But before the sprinters are in their blocks or a ball has been kicked, there's a world cup taking place.

Only this world cup is, well, a bit different. There's no Brazil, no damaged metatarsals to speak of, and no Germany to break hearts in a penalty shootout.  There’s been no sign of football’s rotten underbelly rearing its head at this world cup either. No murmurs of the ugly corruption which has plagued Fifa in recent years. Nor any suggestion that handbags have been exchanged for hosting rights.

This biennial, unsung world cup is not being overseen by Fifa however, but rather by Conifa (Confederation of Independent Football Associations), the governing body for those nations discredited by Fifa. Among its member nations are ethnic groups, diaspora communities or disputed territories with varying degrees of autonomy. Due to their contested status, many of the nations are unable to gain recognition from Fifa. As a consequence they cannot compete in tournaments sanctioned by the best-known footballing governing body, and that’s where Conifa provides a raison d’être.
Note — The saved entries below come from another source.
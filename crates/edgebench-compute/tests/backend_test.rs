//! OpenCL backend tests against whatever devices the machine has. These pass
//! on machines without an OpenCL runtime: enumeration is then empty and every
//! check is vacuous.

#![cfg(feature = "opencl")]

use std::path::PathBuf;

use edgebench_compute::{
    supports_images, transfer, ComputeBackend, ComputeDevice, DeviceOutcome, ImageHandle,
    OpenClBackend, Orchestrator, RunConfig, SamplerConfig,
};
use edgebench_core::{codec, find_edges, HostImage};

fn kernel_path() -> PathBuf {
    PathBuf::from(env!("CARGO_MANIFEST_DIR")).join("../../kernels/xFilter.cl")
}

fn checker(width: u32, height: u32) -> HostImage {
    let mut img = HostImage::new(width, height);
    for y in 0..height {
        for x in 0..width {
            let v = if (x / 4 + y / 4) % 2 == 0 { 255 } else { 0 };
            img.set_pixel(x, y, [v, v, v, 255]);
        }
    }
    img
}

fn noisy(width: u32, height: u32) -> HostImage {
    let mut img = HostImage::new(width, height);
    for y in 0..height {
        for x in 0..width {
            let v = x.wrapping_mul(31) ^ y.wrapping_mul(17);
            img.set_pixel(x, y, [v as u8, (v >> 3) as u8, (v * 7) as u8, (x * 9) as u8]);
        }
    }
    img
}

#[test]
fn test_describe_devices() {
    for device in OpenClBackend::new().enumerate() {
        let info = device.info();
        println!(
            "{} / {} [{}] images={} wg={}",
            device.platform().name,
            info.name,
            info.kind,
            supports_images(info),
            info.max_work_group_size
        );
        assert_eq!(info.limits().max_work_group_size, info.max_work_group_size);
    }
}

#[test]
fn test_sessions_open_independently() {
    let backend = OpenClBackend::new();
    let first: Vec<bool> = backend
        .enumerate()
        .map(|d| d.open_session(&SamplerConfig::default()).is_ok())
        .collect();
    // reopening after the first sessions were dropped gives the same answers
    let second: Vec<bool> = backend
        .enumerate()
        .map(|d| d.open_session(&SamplerConfig::default()).is_ok())
        .collect();
    assert_eq!(first, second);
}

#[test]
fn test_upload_download_roundtrip() {
    let img = noisy(37, 23);
    let (w, h) = img.dimensions();

    for device in OpenClBackend::new().enumerate().filter(|d| supports_images(d.info())) {
        let Ok(session) = device.open_session(&SamplerConfig::default()) else {
            continue;
        };

        let handle = transfer::upload_input(&session, &img).unwrap();
        assert_eq!(handle.dimensions(), (w, h));

        let data = transfer::download(&session, &handle, w, h).unwrap();
        assert_eq!(data.as_slice(), img.data(), "round-trip on {}", device.info().name);

        let output = transfer::allocate_output(&session, w, h).unwrap();
        assert_eq!(output.dimensions(), (w, h));
    }
}

#[test]
fn test_full_run_on_real_devices() {
    let dir = tempfile::tempdir().unwrap();
    let input = dir.path().join("checker.png");
    let img = checker(33, 17);
    codec::save(&input, &img).unwrap();
    let expected_pixels = find_edges(&img);

    let cfg = RunConfig {
        kernel_path: kernel_path(),
        output_dir: dir.path().to_path_buf(),
        ..RunConfig::default()
    };
    let expected = OpenClBackend::new().enumerate().count();
    let report = Orchestrator::new(OpenClBackend::new(), cfg).run(&input).unwrap();

    assert_eq!(report.devices.len(), expected);
    assert!(report.reference.output.exists());

    for d in &report.devices {
        match &d.outcome {
            DeviceOutcome::Success { output, .. } => {
                let got = codec::load(output).unwrap();
                assert_eq!(got.dimensions(), expected_pixels.dimensions());
                // float clamp plus UNORM_INT8 conversion may round differently
                let worst = got
                    .data()
                    .iter()
                    .zip(expected_pixels.data())
                    .map(|(a, b)| a.abs_diff(*b))
                    .max()
                    .unwrap_or(0);
                assert!(worst <= 1, "{}: max channel difference {worst}", d.device.name);
            }
            DeviceOutcome::Skipped { .. } => {
                assert!(!supports_images(&d.device), "{} skipped with image support", d.device.name);
            }
            DeviceOutcome::Failed { stage, error, .. } => {
                panic!("{} failed at {stage}: {error}", d.device.name);
            }
        }
    }
}
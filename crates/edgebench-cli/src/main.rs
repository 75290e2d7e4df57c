//! edgebench - edge-filter benchmark across every OpenCL device
//!
//! Runs a 3x3 find-edges filter on the host, then the same filter as an
//! OpenCL kernel on each device, and prints timings side by side.

use std::fs;
use std::path::PathBuf;
use std::process::ExitCode;

use anyhow::{Context, Result};
use clap::error::ErrorKind;
use clap::{CommandFactory, Parser};
use edgebench_compute::{OpenClBackend, Orchestrator, Progress, RunConfig};

mod logging;
mod render;

#[derive(Parser, Debug)]
#[command(name = "edgebench")]
#[command(author, version, about = "Edge-filter benchmark across all OpenCL devices")]
#[command(long_about = "
Runs a 3x3 find-edges filter on the host as a reference, then runs the same
filter as an OpenCL kernel on every device of every installed platform.

Each device writes its result next to the input name, tagged with the device
type: (GPU)photo.png, (CPU)photo.png. The host result is (REFERENCE)photo.png.

Examples:
  edgebench photo.png
  edgebench photo.png --kernel kernels/xFilter.cl --output-dir out
  edgebench photo.png --json report.json -v
")]
struct Cli {
    /// Input image (png, jpeg, bmp, tiff)
    input: PathBuf,

    /// Kernel source file [env: EDGEBENCH_KERNEL]
    #[arg(short, long)]
    kernel: Option<PathBuf>,

    /// Kernel entry point [env: EDGEBENCH_ENTRY]
    #[arg(short, long)]
    entry: Option<String>,

    /// Directory for output images [env: EDGEBENCH_OUTPUT_DIR]
    #[arg(short, long)]
    output_dir: Option<PathBuf>,

    /// Sampler addressing: none, clamp-to-edge, clamp, repeat [env: EDGEBENCH_ADDRESSING]
    #[arg(long)]
    addressing: Option<String>,

    /// Sampler filter: nearest, linear [env: EDGEBENCH_FILTER]
    #[arg(long)]
    filter: Option<String>,

    /// Use normalized sampler coordinates [env: EDGEBENCH_NORMALIZED]
    #[arg(long)]
    normalized: bool,

    /// Also write the run report as JSON
    #[arg(long, value_name = "PATH")]
    json: Option<PathBuf>,

    /// Verbose output (-v info, -vv debug, -vvv trace)
    #[arg(short, long, action = clap::ArgAction::Count)]
    verbose: u8,
}

fn main() -> ExitCode {
    let cli = match Cli::try_parse() {
        Ok(cli) => cli,
        Err(e) => return usage_exit(e),
    };

    logging::init(cli.verbose);

    match run(cli) {
        Ok(()) => ExitCode::SUCCESS,
        Err(e) => {
            eprintln!("error: {e:#}");
            ExitCode::FAILURE
        }
    }
}

/// Help and version exit 0; anything else prints usage and exits 1.
fn usage_exit(err: clap::Error) -> ExitCode {
    match err.kind() {
        ErrorKind::DisplayHelp | ErrorKind::DisplayVersion => {
            let _ = err.print();
            ExitCode::SUCCESS
        }
        _ => {
            eprintln!("{err}");
            println!("{}", Cli::command().render_usage());
            ExitCode::FAILURE
        }
    }
}

fn run(cli: Cli) -> Result<()> {
    let config = build_config(&cli)?;
    tracing::debug!(?config, "configuration");

    let orchestrator = Orchestrator::new(OpenClBackend::new(), config);
    let mut reference_secs = None;
    let report = orchestrator
        .run_with_progress(&cli.input, |progress| match progress {
            Progress::Reference(r) => {
                reference_secs = Some(r.elapsed_secs);
                print!("{}", render::reference(r));
            }
            Progress::Device(d) => print!("{}", render::device(d, reference_secs)),
        })
        .with_context(|| format!("benchmark of {} failed", cli.input.display()))?;

    print!("{}", render::summary(&report));

    if let Some(path) = &cli.json {
        let json = serde_json::to_string_pretty(&report)?;
        fs::write(path, json).with_context(|| format!("Failed to write {}", path.display()))?;
        println!("Report written to {}", path.display());
    }

    Ok(())
}

/// Environment overrides first, then explicit flags on top.
fn build_config(cli: &Cli) -> Result<RunConfig> {
    let mut config = RunConfig::from_env().context("Invalid EDGEBENCH_* environment")?;

    if let Some(kernel) = &cli.kernel {
        config.kernel_path = kernel.clone();
    }
    if let Some(entry) = &cli.entry {
        config.entry_point = entry.clone();
    }
    if let Some(dir) = &cli.output_dir {
        config.output_dir = dir.clone();
    }
    if let Some(mode) = &cli.addressing {
        config.sampler.addressing = mode.parse()?;
    }
    if let Some(mode) = &cli.filter {
        config.sampler.filter = mode.parse()?;
    }
    if cli.normalized {
        config.sampler.normalized_coords = true;
    }

    config.validate()?;
    Ok(config)
}

#[cfg(test)]
mod tests {
    use super::*;

    #[test]
    fn test_cli_definition() {
        Cli::command().debug_assert();
    }

    #[test]
    fn test_flags_override_defaults() {
        let cli = Cli::try_parse_from([
            "edgebench",
            "in.png",
            "--kernel",
            "k.cl",
            "--entry",
            "edges",
            "--addressing",
            "clamp",
            "-vv",
        ])
        .unwrap();
        assert_eq!(cli.verbose, 2);

        let config = build_config(&cli).unwrap();
        assert_eq!(config.kernel_path, PathBuf::from("k.cl"));
        assert_eq!(config.entry_point, "edges");
        assert_eq!(config.sampler.addressing, edgebench_compute::AddressingMode::Clamp);
    }

    #[test]
    fn test_positional_count() {
        assert!(Cli::try_parse_from(["edgebench"]).is_err());
        assert!(Cli::try_parse_from(["edgebench", "a.png", "b.png"]).is_err());
    }

    #[test]
    fn test_bad_sampler_mode_rejected() {
        let cli = Cli::try_parse_from(["edgebench", "in.png", "--filter", "cubic"]).unwrap();
        assert!(build_config(&cli).is_err());
    }
}
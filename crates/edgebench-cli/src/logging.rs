//! Log subscriber setup.
//!
//! `RUST_LOG` wins, then `EDGEBENCH_LOG`, then the `-v` count. Logs go to
//! stderr so stdout stays the report.

use tracing_subscriber::EnvFilter;

/// Default level for a `-v` count.
pub fn level(verbose: u8) -> &'static str {
    match verbose {
        0 => "warn",
        1 => "info",
        2 => "debug",
        _ => "trace",
    }
}

/// Installs the global subscriber. Calling twice is harmless.
pub fn init(verbose: u8) {
    let filter = EnvFilter::try_from_default_env()
        .or_else(|_| EnvFilter::try_from_env("EDGEBENCH_LOG"))
        .unwrap_or_else(|_| EnvFilter::new(level(verbose)));

    let _ = tracing_subscriber::fmt()
        .with_env_filter(filter)
        .with_writer(std::io::stderr)
        .with_target(false)
        .try_init();
}

#[cfg(test)]
mod tests {
    use super::*;

    #[test]
    fn test_levels() {
        assert_eq!(level(0), "warn");
        assert_eq!(level(2), "debug");
        assert_eq!(level(9), "trace");
    }

    #[test]
    fn test_init_twice() {
        init(1);
        init(3);
    }
}
//! Host-side reference edge filter.
//!
//! A 3x3 "find edges" convolution: every colour channel becomes
//! `8 * centre - sum(8 neighbours)`, clamped to `0..=255`. Border pixels read
//! their neighbours with clamp-to-edge addressing, the same boundary policy the
//! device sampler uses by default. Alpha is copied through untouched so the
//! output stays visible.
//!
//! [`find_edges`] is the sequential baseline the device kernels are timed
//! against, not a general convolution engine. With the `parallel` feature,
//! `find_edges_parallel` produces the same output over rayon rows; it is
//! only used for benchmarking.
//!
//! # Example
//!
//! ```rust
//! use edgebench_core::{find_edges, HostImage};
//!
//! // A flat image has no edges.
//! let flat = HostImage::from_rgba8(4, 4, vec![90; 64]).unwrap();
//! let edges = find_edges(&flat);
//! assert_eq!(edges.pixel(1, 1), [0, 0, 0, 90]);
//! ```

#[cfg(feature = "parallel")]
use rayon::prelude::*;
#[allow(unused_imports)]
use tracing::{debug, trace};

use crate::{HostImage, CHANNELS};

/// Kernel weights, row-major.
pub const FIND_EDGES: [i32; 9] = [
    -1, -1, -1,
    -1,  8, -1,
    -1, -1, -1,
];

/// Runs the reference filter over `src` on the calling thread and returns a
/// new image of the same size.
pub fn find_edges(src: &HostImage) -> HostImage {
    let (width, height) = src.dimensions();
    trace!(width, height, "find_edges");

    let mut dst = HostImage::new(width, height);
    let pitch = src.row_pitch();
    if pitch == 0 {
        return dst;
    }

    dst.data_mut()
        .chunks_mut(pitch)
        .enumerate()
        .for_each(|(y, row)| filter_row(src, y, row));

    dst
}

/// Same output as [`find_edges`], rows spread over the rayon pool.
#[cfg(feature = "parallel")]
pub fn find_edges_parallel(src: &HostImage) -> HostImage {
    let (width, height) = src.dimensions();
    trace!(width, height, "find_edges_parallel");

    let mut dst = HostImage::new(width, height);
    let pitch = src.row_pitch();
    if pitch == 0 {
        return dst;
    }

    dst.data_mut()
        .par_chunks_mut(pitch)
        .enumerate()
        .for_each(|(y, row)| filter_row(src, y, row));

    dst
}

#[cfg(test)]
thread_local! {
    static ROWS_FILTERED: std::cell::Cell<usize> = const { std::cell::Cell::new(0) };
}

fn filter_row(src: &HostImage, y: usize, row: &mut [u8]) {
    #[cfg(test)]
    ROWS_FILTERED.with(|n| n.set(n.get() + 1));

    let w = src.width() as usize;
    let h = src.height() as usize;
    let data = src.data();

    for x in 0..w {
        let mut sums = [0i32; 3];

        for ky in 0..3 {
            let sy = (y + ky).saturating_sub(1).min(h - 1);
            for kx in 0..3 {
                let sx = (x + kx).saturating_sub(1).min(w - 1);
                let weight = FIND_EDGES[ky * 3 + kx];
                let idx = (sy * w + sx) * CHANNELS;
                for (c, sum) in sums.iter_mut().enumerate() {
                    *sum += data[idx + c] as i32 * weight;
                }
            }
        }

        let out = x * CHANNELS;
        for (c, sum) in sums.iter().enumerate() {
            row[out + c] = (*sum).clamp(0, 255) as u8;
        }
        row[out + 3] = data[(y * w + x) * CHANNELS + 3];
    }
}
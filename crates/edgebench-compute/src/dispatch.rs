//! Dispatch and read-back.
//!
//! One kernel run: enqueue with the computed work sizes, block on the
//! completion event, take the profiling timestamps, then block on a full
//! read-back of the output image. There is no timeout; a hung device stalls
//! the run.

use serde::Serialize;
#[allow(unused_imports)]
use tracing::{debug, trace};

use crate::backend::DeviceSession;
use crate::sizing::WorkSizes;
use crate::transfer;
use crate::{ComputeError, ComputeResult};

/// Device-side execution timestamps of one completed command, in nanoseconds.
#[derive(Debug, Clone, Copy, PartialEq, Eq, Serialize)]
pub struct ProfilingResult {
    pub start_ns: u64,
    pub end_ns: u64,
}

impl ProfilingResult {
    pub fn new(start_ns: u64, end_ns: u64) -> Self {
        Self { start_ns, end_ns }
    }

    /// `end - start`, zero if the clock went backwards.
    pub fn elapsed_ns(&self) -> u64 {
        self.end_ns.saturating_sub(self.start_ns)
    }

    /// Elapsed time in seconds.
    pub fn elapsed_secs(&self) -> f64 {
        self.elapsed_ns() as f64 * 1e-9
    }
}

/// Runs the program once and reads the output image back.
///
/// Any enqueue or wait failure is a [`ComputeError::Dispatch`] for this
/// device's run.
pub fn run_once<S: DeviceSession>(
    session: &S,
    program: &S::Program,
    sizes: &WorkSizes,
    input: &S::Image,
    output: &S::Image,
    width: u32,
    height: u32,
) -> ComputeResult<(ProfilingResult, Vec<u8>)> {
    trace!(?sizes, width, height, "run_once");

    if !sizes.covers(width as usize, height as usize) {
        return Err(ComputeError::Dispatch(format!(
            "work sizes {sizes:?} do not cover {width}x{height}"
        )));
    }
    let w = i32::try_from(width).map_err(|_| ComputeError::InvalidDimensions(width, height))?;
    let h = i32::try_from(height).map_err(|_| ComputeError::InvalidDimensions(width, height))?;

    let timing = session.execute(program, sizes, input, output, w, h)?;
    debug!(elapsed_ns = timing.elapsed_ns(), "kernel complete");

    let pixels = transfer::download(session, output, width, height)?;
    Ok((timing, pixels))
}
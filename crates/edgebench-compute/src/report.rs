//! Run report returned by the orchestrator.
//!
//! Plain data, serializable. Rendering (console, JSON file) is up to the
//! caller.

use std::fmt;
use std::path::PathBuf;

use serde::Serialize;

use crate::registry::{DeviceInfo, HostInfo, PlatformInfo};
use crate::sizing::WorkSizes;

/// Pipeline step a device attempt failed in.
#[derive(Debug, Clone, Copy, PartialEq, Eq, Serialize)]
#[serde(rename_all = "snake_case")]
pub enum Stage {
    CreateContext,
    Upload,
    BuildProgram,
    Dispatch,
    Save,
}

impl fmt::Display for Stage {
    fn fmt(&self, f: &mut fmt::Formatter<'_>) -> fmt::Result {
        f.write_str(match self {
            Self::CreateContext => "create context",
            Self::Upload => "upload",
            Self::BuildProgram => "build program",
            Self::Dispatch => "dispatch",
            Self::Save => "save",
        })
    }
}

/// Terminal state of one device attempt.
#[derive(Debug, Clone, PartialEq, Serialize)]
#[serde(tag = "status", rename_all = "snake_case")]
pub enum DeviceOutcome {
    /// Filtered image written to `output`.
    Success {
        output: PathBuf,
        work_sizes: WorkSizes,
        /// Kernel execution time from device profiling.
        kernel_secs: f64,
    },
    /// Device cannot run the pipeline; nothing was uploaded.
    Skipped { reason: String },
    /// Attempt aborted at `stage`.
    Failed {
        stage: Stage,
        error: String,
        /// Launch geometry, when the failure happened at or after dispatch.
        #[serde(skip_serializing_if = "Option::is_none")]
        work_sizes: Option<WorkSizes>,
    },
}

impl DeviceOutcome {
    pub fn is_success(&self) -> bool {
        matches!(self, Self::Success { .. })
    }

    pub fn is_skipped(&self) -> bool {
        matches!(self, Self::Skipped { .. })
    }

    pub fn is_failed(&self) -> bool {
        matches!(self, Self::Failed { .. })
    }

    /// Launch geometry used, if the attempt got that far.
    pub fn work_sizes(&self) -> Option<&WorkSizes> {
        match self {
            Self::Success { work_sizes, .. } => Some(work_sizes),
            Self::Failed { work_sizes, .. } => work_sizes.as_ref(),
            Self::Skipped { .. } => None,
        }
    }

    /// Kernel time for successful attempts.
    pub fn kernel_secs(&self) -> Option<f64> {
        match self {
            Self::Success { kernel_secs, .. } => Some(*kernel_secs),
            _ => None,
        }
    }
}

/// One device's entry in the run report.
#[derive(Debug, Clone, PartialEq, Serialize)]
pub struct DeviceReport {
    pub platform: PlatformInfo,
    pub device: DeviceInfo,
    pub outcome: DeviceOutcome,
    /// Host wall-clock for the whole attempt, context to save.
    pub wall_secs: f64,
}

impl DeviceReport {
    /// Reference time divided by kernel time, for successful attempts.
    pub fn speedup(&self, reference_secs: f64) -> Option<f64> {
        self.outcome
            .kernel_secs()
            .filter(|&k| k > 0.0)
            .map(|k| reference_secs / k)
    }
}

/// Host reference filter result.
#[derive(Debug, Clone, PartialEq, Serialize)]
pub struct ReferenceReport {
    pub elapsed_secs: f64,
    pub output: PathBuf,
}

/// Counts by outcome.
#[derive(Debug, Clone, Copy, Default, PartialEq, Eq, Serialize)]
pub struct Summary {
    pub total: usize,
    pub succeeded: usize,
    pub skipped: usize,
    pub failed: usize,
}

/// Everything one run produced.
#[derive(Debug, Clone, PartialEq, Serialize)]
pub struct RunReport {
    pub input: PathBuf,
    pub width: u32,
    pub height: u32,
    pub host: HostInfo,
    pub reference: ReferenceReport,
    pub devices: Vec<DeviceReport>,
}

impl RunReport {
    pub fn summary(&self) -> Summary {
        self.devices.iter().fold(Summary::default(), |mut s, d| {
            s.total += 1;
            match d.outcome {
                DeviceOutcome::Success { .. } => s.succeeded += 1,
                DeviceOutcome::Skipped { .. } => s.skipped += 1,
                DeviceOutcome::Failed { .. } => s.failed += 1,
            }
            s
        })
    }

    /// Output files written, reference first.
    pub fn outputs(&self) -> Vec<&PathBuf> {
        std::iter::once(&self.reference.output)
            .chain(self.devices.iter().filter_map(|d| match &d.outcome {
                DeviceOutcome::Success { output, .. } => Some(output),
                _ => None,
            }))
            .collect()
    }

    /// Fastest successful device.
    pub fn fastest(&self) -> Option<&DeviceReport> {
        self.devices
            .iter()
            .filter(|d| d.outcome.is_success())
            .min_by(|a, b| {
                let ka = a.outcome.kernel_secs().unwrap_or(f64::INFINITY);
                let kb = b.outcome.kernel_secs().unwrap_or(f64::INFINITY);
                ka.total_cmp(&kb)
            })
    }
}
“We give a voice to the unheard”, says Conifa’s General Secretary, Sascha Düerkop, whose world cup kicks off in the Autonomous Republic of Abkhazia at the end of this week.

“We are proud to give our members a forum where they can put themselves on the map.

“From that we hope to give back in the long run and invest in the football infrastructure in our member nations to help them grow.”

The two week footballing celebration starts with an opening ceremony before Kurdistan and Székely Land kick off the tournament. It follows on from 2014’s maiden competition which saw The County of Nice avenging a group stage defeat to Ellan Vannin from the Isle of Man, to take the spoils in the final via a penalty shoot-out.  There were some blowout scores of note however, with South Ossetia smashing Darfur 20-0 and Kurdistan beating the Tamils 9-0 at the event which took place in Östersund, Sweden. Neither of the finalists will be returning to the tournament – throwing down the gauntlet to another twelve teams. 

This, the second Conifa world cup, is testament to the ever-expanding global footprint of the tournament. Abkhazia will welcome sides from four continents – including Western Armenia, the Chagos Islands, United Koreans in Japan and Somaliland.

Despite the “minor” status of the countries taking part, a smattering of professional talent lends credibility to the event. Panjab can call on the experience of ex-Accrington Stanley man Rikki Bains at the heart of their defence, and the coaching savoir-faire of former Tranmere star Reuben Hazell from the dugout. Morten Gamst Pedersen, who turned out for Blackburn Rovers over 300 times and was once a Norwegian international, will lead the Sapmi people. The hosts complete the list of teams to aiming to get their hands on silverware along with Padania, Northern Cyprus, and Raetia.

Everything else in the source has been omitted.